As a bed. If you have a place where you can dry old manure, you can recycle it as horse or cow bedding, then compost it by adding manure later.

How to Make Good Compost From Old

The following steps can be done in your compost bin or simply in a compost pile placed at the edge of your garden.

1. Layer

The trick to mixing old compost with new is to alternate layers of old and new material. This way, the new will break into the old and add the quality you want for next year. If you just put all your old compost in a compost bin, you'll have a bin full of useless compost next year. Be sure to include layers of newspaper, grass clippings, vegetable peelings, etc.

2. Mix It Up

Change the content types used in layers. For example, you might start with a layer of spent compost, followed by a layer of shredded newspaper, followed by hedge clippings, then old compost, then grass clippings, kitchen waste, and mulch. Try not to apply more layers. More than six inches thick at a time.

3. Keep It Light

It's especially important to have air between the layers, so don't pack them too tightly, and try to keep the layers thin, as materials like grass clippings quickly turn into a dirty layer of mud if enough air can't get in. pile

4. Add Worms

If you can find them, try adding as many worms as possible because they will spread the new material along with the old as they dig through the compost, breaking it down by eating and redepositing as nature intended.

5. Continue Adding Layers

As the material decomposes, the surface of the bin will decrease, and you can add more material to the mix.
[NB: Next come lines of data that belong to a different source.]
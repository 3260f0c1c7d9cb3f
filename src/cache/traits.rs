//! Core traits and types for the store registry.

use chrono::{DateTime, Utc};
use color_eyre::Result;
use sha2::{Digest, Sha256};
use std::time::Duration;

use crate::http::Response;

/// A response held by a store.
#[derive(Debug, Clone, PartialEq, Eq)]
pub struct CacheEntry {
  /// Request identity (method + URL)
  pub key: String,
  pub response: Response,
  /// Set by the store on every put; never taken from response headers
  pub inserted_at: DateTime<Utc>,
  /// SHA-256 of the response body, hex encoded
  pub digest: String,
}

impl CacheEntry {
  /// Whether the entry has outlived `max_age` as of `now`.
  ///
  /// A store without a max age never expires its entries.
  pub fn is_expired(&self, max_age: Option<Duration>, now: DateTime<Utc>) -> bool {
    let Some(max_age) = max_age else {
      return false;
    };
    let age = now.signed_duration_since(self.inserted_at);
    match age.to_std() {
      Ok(age) => age > max_age,
      // Inserted "in the future" (clock skew) counts as fresh
      Err(_) => false,
    }
  }
}

/// Hex-encoded SHA-256 of a response body.
pub fn body_digest(body: &[u8]) -> String {
  let mut hasher = Sha256::new();
  hasher.update(body);
  hex::encode(hasher.finalize())
}

/// Trait for store backends.
///
/// A missing key or store is an empty result, never an error; errors are
/// reserved for I/O and corruption. Implementations make each `put`/`get`
/// atomic per key.
pub trait CacheStorage: Send + Sync + 'static {
  /// Create the store if it doesn't exist. Idempotent.
  fn open_store(&self, name: &str) -> Result<()>;

  /// Names of every store currently present.
  fn list_stores(&self) -> Result<Vec<String>>;

  /// Delete a store and all its entries. Returns whether it existed.
  fn delete_store(&self, name: &str) -> Result<bool>;

  fn get(&self, store: &str, key: &str) -> Result<Option<CacheEntry>>;

  /// Insert or overwrite an entry, stamping it with the current time.
  /// Putting into a store that doesn't exist yet creates it.
  fn put(&self, store: &str, key: &str, response: &Response) -> Result<CacheEntry>;

  /// Returns whether the key was present.
  fn delete(&self, store: &str, key: &str) -> Result<bool>;

  /// Keys in insertion order, oldest first.
  fn list_keys(&self, store: &str) -> Result<Vec<String>>;

  fn entry_count(&self, store: &str) -> Result<usize> {
    Ok(self.list_keys(store)?.len())
  }
}
//! Out-of-band control channel messages.

use color_eyre::{eyre::eyre, Result};
use serde::{Deserialize, Serialize};
use std::collections::BTreeMap;

use crate::lifecycle::LifecycleState;

#[derive(Debug, Clone, PartialEq, Eq, Serialize, Deserialize)]
#[serde(tag = "type", rename_all = "SCREAMING_SNAKE_CASE")]
pub enum ControlMessage {
  /// Activate an installed engine without waiting
  SkipWaiting,
  GetCacheStats,
  /// Drop every entry of a store
  CleanStore { name: String },
  /// Trim a store to `soft_limit` entries
  PurgeStore { name: String, soft_limit: usize },
  /// Replay the deferred retry queue now
  ReplayQueue,
}

impl ControlMessage {
  pub fn parse(json: &str) -> Result<Self> {
    serde_json::from_str(json).map_err(|e| eyre!("Invalid control message '{}': {}", json, e))
  }
}

#[derive(Debug, Clone, PartialEq, Eq, Serialize)]
#[serde(tag = "type", rename_all = "SCREAMING_SNAKE_CASE")]
pub enum ControlReply {
  SkipWaiting {
    activated: bool,
    state: LifecycleState,
  },
  CacheStats {
    stores: BTreeMap<String, usize>,
  },
  StoreCleaned {
    name: String,
    existed: bool,
  },
  StorePurged {
    name: String,
    removed: usize,
  },
  QueueReplayed {
    replayed: usize,
    failed: usize,
    remaining: usize,
  },
  Error {
    message: String,
  },
}

impl ControlReply {
  pub fn to_json(&self) -> Result<String> {
    serde_json::to_string(self).map_err(|e| eyre!("Failed to serialize control reply: {}", e))
  }
}

#[cfg(test)]
mod tests {
  use super::*;

  #[test]
  fn test_parse_messages() {
    assert_eq!(
      ControlMessage::parse(r#"{"type":"SKIP_WAITING"}"#).unwrap(),
      ControlMessage::SkipWaiting
    );
    assert_eq!(
      ControlMessage::parse(r#"{"type":"GET_CACHE_STATS"}"#).unwrap(),
      ControlMessage::GetCacheStats
    );
    assert_eq!(
      ControlMessage::parse(r#"{"type":"CLEAN_STORE","name":"api-cache-v1"}"#).unwrap(),
      ControlMessage::CleanStore {
        name: "api-cache-v1".to_string()
      }
    );
    assert_eq!(
      ControlMessage::parse(r#"{"type":"PURGE_STORE","name":"image-cache-v1","soft_limit":5}"#)
        .unwrap(),
      ControlMessage::PurgeStore {
        name: "image-cache-v1".to_string(),
        soft_limit: 5
      }
    );
    assert!(ControlMessage::parse(r#"{"type":"CLEAN_STORE"}"#).is_err());
    assert!(ControlMessage::parse(r#"{"type":"REBOOT"}"#).is_err());
  }

  #[test]
  fn test_reply_json_shape() {
    let reply = ControlReply::CacheStats {
      stores: BTreeMap::from([("image-cache-v1".to_string(), 3)]),
    };
    assert_eq!(
      reply.to_json().unwrap(),
      r#"{"type":"CACHE_STATS","stores":{"image-cache-v1":3}}"#
    );

    let reply = ControlReply::SkipWaiting {
      activated: true,
      state: LifecycleState::Active,
    };
    assert_eq!(
      reply.to_json().unwrap(),
      r#"{"type":"SKIP_WAITING","activated":true,"state":"active"}"#
    );
  }
}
6. Turn With a Rake or Fork

If you have a compost pile instead of a trash can, you should regularly "turn" the pile with a fork so that all the material can reach the hottest part of the pile, which is usually the center.

7. Cover

You will need to cover the pile with a waterproof layer such as polythene to prevent it from getting too wet during the rainy season. If you don't, your compost will take a long time to develop because the heat can't build up enough.

8. Keep Moist (But Not Wet)

Make sure the pile never dries out, and spray it with a hose if necessary.

Things to add to old compost
Hair clippings (human or pet)
Eggshell
Vegetable peels
Newspaper or paper
Lawn mowing and hedge trimming
Tea bags or ground coffee
Annual herbs (not perennials, because if you put them in your compost bin they will grow again next year)
Rabbit, guinea pig, or kiwi bedding (if it is straw, grass, or paper and not synthetic)
Waste from vegetarian pets (not from carnivorous pets such as dogs or cats)
Egg carton.
Sawdust

Old vegetable leaves such as potato plants, bean plant remains, tomato plants, carrot tops, etc. Bean roots are especially good because they contain nitrogen nodules, which will be great for next year's crops.

Things that are not for compost.

Cat litter or pet waste.
Colored or shiny papers.
Diseased leaves 

If you don't want to attract insects, flies or mice, keep them away from the compost:
Meat or bones (cooked or raw).
Cooked vegetables.
Painting scraps or food scraps.
Anything with mayonnaise or sauce.

How long does it take to compost?

The compost should be ready to use in about six months as long as it is dry. You can also improve the decomposition rate of your compost by adding your own urine to it. Human urine contains bacteria that help the compost break down successfully, so if you can add a little urine to the mix, it will help you create high-quality compost much faster.